Brief: Check every line of the entries below for the word "invalid". Then give the number of lines that have it, with nothing added.

┌─ Record excerpts

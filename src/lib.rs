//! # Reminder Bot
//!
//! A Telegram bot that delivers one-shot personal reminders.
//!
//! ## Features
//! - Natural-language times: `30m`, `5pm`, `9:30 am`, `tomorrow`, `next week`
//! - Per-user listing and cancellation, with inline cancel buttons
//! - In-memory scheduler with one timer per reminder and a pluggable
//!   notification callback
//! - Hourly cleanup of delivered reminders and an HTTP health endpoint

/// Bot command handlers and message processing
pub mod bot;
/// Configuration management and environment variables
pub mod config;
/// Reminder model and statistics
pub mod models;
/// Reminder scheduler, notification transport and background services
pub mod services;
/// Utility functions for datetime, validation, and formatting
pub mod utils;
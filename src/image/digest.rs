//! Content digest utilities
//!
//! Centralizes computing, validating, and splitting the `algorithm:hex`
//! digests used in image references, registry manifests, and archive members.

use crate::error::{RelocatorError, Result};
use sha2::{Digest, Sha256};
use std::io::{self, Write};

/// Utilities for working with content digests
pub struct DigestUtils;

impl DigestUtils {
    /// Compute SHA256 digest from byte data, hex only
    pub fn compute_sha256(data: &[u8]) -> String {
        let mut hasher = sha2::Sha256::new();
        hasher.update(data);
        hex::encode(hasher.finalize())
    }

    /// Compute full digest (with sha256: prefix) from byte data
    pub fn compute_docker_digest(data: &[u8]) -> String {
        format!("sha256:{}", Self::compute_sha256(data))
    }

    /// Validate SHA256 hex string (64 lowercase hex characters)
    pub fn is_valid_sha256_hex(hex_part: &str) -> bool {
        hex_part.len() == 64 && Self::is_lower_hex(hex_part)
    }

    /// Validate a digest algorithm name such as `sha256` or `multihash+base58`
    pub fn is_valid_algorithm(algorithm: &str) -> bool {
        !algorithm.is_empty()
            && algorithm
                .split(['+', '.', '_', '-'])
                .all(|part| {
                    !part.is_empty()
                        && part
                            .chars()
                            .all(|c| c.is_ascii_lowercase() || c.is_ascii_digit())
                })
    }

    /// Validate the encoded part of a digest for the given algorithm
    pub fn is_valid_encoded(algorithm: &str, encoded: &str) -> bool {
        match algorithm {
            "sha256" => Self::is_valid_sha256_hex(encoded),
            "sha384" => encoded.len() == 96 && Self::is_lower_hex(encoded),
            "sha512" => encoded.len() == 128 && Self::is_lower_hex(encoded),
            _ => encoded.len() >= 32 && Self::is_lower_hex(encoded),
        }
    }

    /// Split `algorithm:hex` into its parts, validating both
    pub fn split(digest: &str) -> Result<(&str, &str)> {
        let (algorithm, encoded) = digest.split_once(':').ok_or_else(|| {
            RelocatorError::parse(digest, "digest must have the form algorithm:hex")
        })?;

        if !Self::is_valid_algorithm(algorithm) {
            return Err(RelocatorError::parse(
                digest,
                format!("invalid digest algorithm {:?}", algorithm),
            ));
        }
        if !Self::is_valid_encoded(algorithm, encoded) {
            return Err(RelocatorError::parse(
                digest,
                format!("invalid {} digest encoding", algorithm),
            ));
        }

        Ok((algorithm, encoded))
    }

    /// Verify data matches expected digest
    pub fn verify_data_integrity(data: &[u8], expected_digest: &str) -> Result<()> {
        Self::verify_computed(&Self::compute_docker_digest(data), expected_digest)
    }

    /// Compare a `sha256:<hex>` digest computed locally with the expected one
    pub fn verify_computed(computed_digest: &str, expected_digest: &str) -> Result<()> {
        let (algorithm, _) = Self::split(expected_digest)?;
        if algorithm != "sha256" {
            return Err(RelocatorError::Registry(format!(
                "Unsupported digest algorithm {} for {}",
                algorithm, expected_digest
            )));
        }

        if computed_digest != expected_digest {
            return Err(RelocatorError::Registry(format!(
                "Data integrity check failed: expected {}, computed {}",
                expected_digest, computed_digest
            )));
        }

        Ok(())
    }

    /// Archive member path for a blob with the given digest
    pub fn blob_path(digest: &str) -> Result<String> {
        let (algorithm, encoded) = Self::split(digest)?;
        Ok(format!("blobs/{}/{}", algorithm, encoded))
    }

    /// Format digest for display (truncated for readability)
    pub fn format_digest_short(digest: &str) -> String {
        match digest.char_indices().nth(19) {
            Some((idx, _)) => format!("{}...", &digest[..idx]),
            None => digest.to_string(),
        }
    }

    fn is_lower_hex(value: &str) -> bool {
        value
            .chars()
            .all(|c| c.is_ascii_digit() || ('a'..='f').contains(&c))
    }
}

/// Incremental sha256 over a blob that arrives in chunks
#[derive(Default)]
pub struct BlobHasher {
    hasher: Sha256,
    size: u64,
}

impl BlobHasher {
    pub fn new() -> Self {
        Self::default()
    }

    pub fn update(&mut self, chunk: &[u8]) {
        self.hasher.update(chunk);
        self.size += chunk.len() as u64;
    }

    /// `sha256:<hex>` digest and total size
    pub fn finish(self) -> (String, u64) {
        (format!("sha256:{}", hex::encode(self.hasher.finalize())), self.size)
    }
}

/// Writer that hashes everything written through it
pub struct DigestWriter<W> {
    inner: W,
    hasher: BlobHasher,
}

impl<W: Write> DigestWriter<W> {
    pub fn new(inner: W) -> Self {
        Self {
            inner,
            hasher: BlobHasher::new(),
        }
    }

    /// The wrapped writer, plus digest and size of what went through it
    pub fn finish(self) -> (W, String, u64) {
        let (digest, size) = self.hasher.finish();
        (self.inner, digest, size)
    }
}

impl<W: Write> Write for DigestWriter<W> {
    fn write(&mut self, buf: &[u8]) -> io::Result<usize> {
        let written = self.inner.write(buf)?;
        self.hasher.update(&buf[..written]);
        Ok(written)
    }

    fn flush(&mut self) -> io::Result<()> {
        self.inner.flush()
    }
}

└─

Completed task: 2